The Spotlight: Movies to Watch After Oldboy

The Spotlight: Movies to Watch After Oldboy

The Korean revenge masterpiece, Oldboy (2003) directed by Chan-Wook Park, is by far, in my top ten movies OF ALL TIME and I talk about it in many of my reviews. It’s a dark action movie about revenge with fairy tale qualities. A man wakes up in a room where he is held captive for years with TV and take out dumplings as his only companions (my own personal hell). Once he is released, he becomes obsessed with finding his captor for answers. Once I picked up my jaw from the floor, I’m left with this empty feeling after watching it. What’s next? I’m not looking forward to Spike Lee Americanizing it with Will Smith. Will there ever be a movie like it? It’s also hard to recommend movies based on other movies (much like books) because people like them for different reasons so I broke them down into two “Netflix-like” categories. First, I suggest trying the rest of the Park’s Revenge Trilogy: Sympathy for Mr. Vengeance and Lady Vengeance. Only thematically connected, they are two separate stories about revenge with dire consequences. Then, here are some worthwhile close seconds:

If you like dark revenge movies:

The Last House on the Left (1972. 84 minutes. Rated X.)

Two teens going to a concert are looking for some “fun” when they run into a family of murderers on the lam who torture them close to the teen’s home.  When the criminals seek refuge from her parents after their car breaks down, the real fun begins. Once they realize they are harboring their daughter’s captors,  the parents decide to dish out their own justice. The movie effectively intersperses mundane police playing chess with gruesome torture scenes leaving the viewer feeling helpless and angry. This is Wes Craven at his best.

I Saw the Devil (2010. 141 minutes. Rated NR.)

When his fiance winds up dead in the hands of a serial killer, special agent Soo-huyn decides to take the investigation into his own hands. This movie is fast paced, full of those moments when you want to turn away but you can’t.  Both men have their compulsions that won’t let them stop, but when does someone become a monster?

Seven Days (2010. 105 minutes. Rated R.)

A surgeon’s daughter is brutally assaulted and killed. Before the suspect is tried in court, the doctor takes matters into his own hands as he brutally tortures the killer for a confession for 7 days. The sparse tense scenes leave the viewer wondering did he really do it?

Hard Candy (2005. 104 minutes. Rated R.)

A young girl meets an older man on the Internet. Just when you think you know where the movie is going, the sweet looking innocent girl drugs and tortures him to teach him a lesson. A wonderful reversal of the victim/captor relationship played by Juno star Ellen Page.

Martyrs  (2008. 99 minutes. Rated R.)

Miraculously escaping her captors as a child, orphaned Lucie finally pays back her tormentors more than a decade later. While helping Lucie cover up her actions, her friend Anna stumbles upon something much more sinister than they bargained for. Midway through the movie, the entire plot shifts, leaving people with a love/hate feeling. The gross-out factor is high and the ending is very “French.”  It is a worthy addition to the horror movie canon.

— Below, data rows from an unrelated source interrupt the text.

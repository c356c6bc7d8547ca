#![cfg(test)]

use std::io;

use super::*;

#[test]
fn test_known_codes() {
    let err = translate(libc::ENOENT);
    assert_eq!(err.errno, libc::ENOENT);
    assert_eq!(err.name, "ENOENT", "Names should be the symbolic constant from errno.h.");
    assert!(
        err.description.contains("does not exist"),
        "ENOENT should be described as a missing path component."
    );
    assert!(!err.is_unknown());

    let required = [
        (libc::EPERM, "EPERM"),
        (libc::EINTR, "EINTR"),
        (libc::EIO, "EIO"),
        (libc::ENXIO, "ENXIO"),
        (libc::E2BIG, "E2BIG"),
        (libc::EBADF, "EBADF"),
        (libc::ENOMEM, "ENOMEM"),
        (libc::EAGAIN, "EAGAIN"),
        (libc::EBUSY, "EBUSY"),
        (libc::EEXIST, "EEXIST"),
        (libc::EXDEV, "EXDEV"),
        (libc::ENOTDIR, "ENOTDIR"),
        (libc::EISDIR, "EISDIR"),
        (libc::EINVAL, "EINVAL"),
        (libc::ENFILE, "ENFILE"),
        (libc::EMFILE, "EMFILE"),
        (libc::ETXTBSY, "ETXTBSY"),
        (libc::EFBIG, "EFBIG"),
        (libc::ENOSPC, "ENOSPC"),
        (libc::ESPIPE, "ESPIPE"),
        (libc::EROFS, "EROFS"),
        (libc::EMLINK, "EMLINK"),
        (libc::EPIPE, "EPIPE"),
        (libc::EDOM, "EDOM"),
        (libc::ERANGE, "ERANGE"),
        (libc::ENAMETOOLONG, "ENAMETOOLONG"),
        (libc::ELOOP, "ELOOP"),
        (libc::EOVERFLOW, "EOVERFLOW"),
    ];
    for (code, expected) in required {
        assert_eq!(name(code), expected, "Code {code} should map to {expected}.");
        assert!(lookup(code).is_some());
    }

    assert_eq!(name(0), "OK");
}

#[test]
fn test_unknown_codes() {
    let err = translate(9999);
    assert_eq!(err.name, UNKNOWN_NAME);
    assert_eq!(err.description, "Unknown error number (9999)");
    assert!(err.is_unknown());
    assert!(err.is(9999));

    assert_eq!(
        translate(-3).description,
        "Unknown error number (-3)",
        "Negative codes aren't errnos but should still translate."
    );
}

#[test]
fn test_translate_is_deterministic() {
    for code in [libc::EACCES, libc::ELOOP, 4242] {
        assert_eq!(translate(code), translate(code), "Same code should give identical errors.");
    }
}

#[test]
fn test_display() {
    assert_eq!(
        translate(libc::EROFS).to_string(),
        "system call returned EROFS / Read-only file system"
    );
}

#[test]
fn test_display_with_path() {
    let err = translate(libc::ENOENT).with_path("/no/such/file");
    assert_eq!(err.path.as_deref(), Some(std::path::Path::new("/no/such/file")));
    assert_eq!(
        err.to_string(),
        format!("could not stat /no/such/file: system call returned ENOENT / {}", err.description)
    );
    assert_eq!(err.errno, libc::ENOENT, "Attaching a path shouldn't change the error itself.");
}

#[test]
fn test_into_io_error() {
    let err: io::Error = translate(libc::ENOENT).into();
    assert_eq!(err.kind(), io::ErrorKind::NotFound);
    assert_eq!(err.raw_os_error(), Some(libc::ENOENT));
}
//! Command-line interface arguments.

use clap::Parser;
use std::path::PathBuf;

/// Help text for configuration file options, shown at the bottom of --help.
const CONFIG_HELP: &str = "\
CONFIGURATION FILE (.pytriage.toml):
  Create this file in your working directory to set defaults.

  [pytriage]
  execute = false            # Run snippets in the sandbox
  timeout_seconds = 5        # Sandbox wall-clock limit
  memory_limit_mb = 100      # Advisory sandbox memory ceiling
  max_iterations = 25000000  # Sandbox line-event ceiling
  python = \"python3\"         # Sandbox interpreter
  respect_suppressions = true  # Honor `# noqa` comments
";

/// Deterministic review pipeline for Python snippets: structure, issues,
/// fixes, and optional sandboxed execution.
#[derive(Parser, Debug)]
#[command(name = "pytriage", version, after_help = CONFIG_HELP)]
pub struct Cli {
    /// Python file to review, or `-` to read from stdin.
    pub path: PathBuf,

    /// Output the raw JSON report.
    #[arg(long)]
    pub json: bool,

    /// Run the snippet in the sandbox after static analysis.
    #[arg(long)]
    pub exec: bool,

    /// Sandbox wall-clock limit in seconds.
    #[arg(long)]
    pub timeout: Option<u64>,

    /// Advisory sandbox memory ceiling in MiB.
    #[arg(long)]
    pub memory_limit: Option<u64>,

    /// Python interpreter for the sandbox subprocess.
    #[arg(long)]
    pub python: Option<String>,

    /// Explicit configuration file path.
    #[arg(long)]
    pub config: Option<PathBuf>,
}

If you like dark fairy tales:

Pan’s Labyrinth (2006. 118 minutes. Rated R.)

In 1944, Ophelia, a young girl obsessed with fairy tales, travels with her pregnant mother to meet her new stephfather, a sadistic Spanish general. In order to escape the horrors of her surroundings in the middle of the Spanish Civil War, she is convinced by a fawn in the woods that her real father is king of the underworld. After completing three tasks in an abandoned labyrinth, she can reunite with him. A movie about choices, both in the Alice in Wonderland like fantasy world and in the reality of war. Horrific, beautiful, and visually arresting with lots of eyeballs. This is a fairy tale the Grimm brothers would appreciate.

Tale of Two Sisters (2003. 115 minutes. Rated R.)

Two sisters return from an extended stay at the hospital only to be at odds with their overbearing step-mother.  A wonderful twist ending, much like Oldboy, will leave openings to rewatch for clues.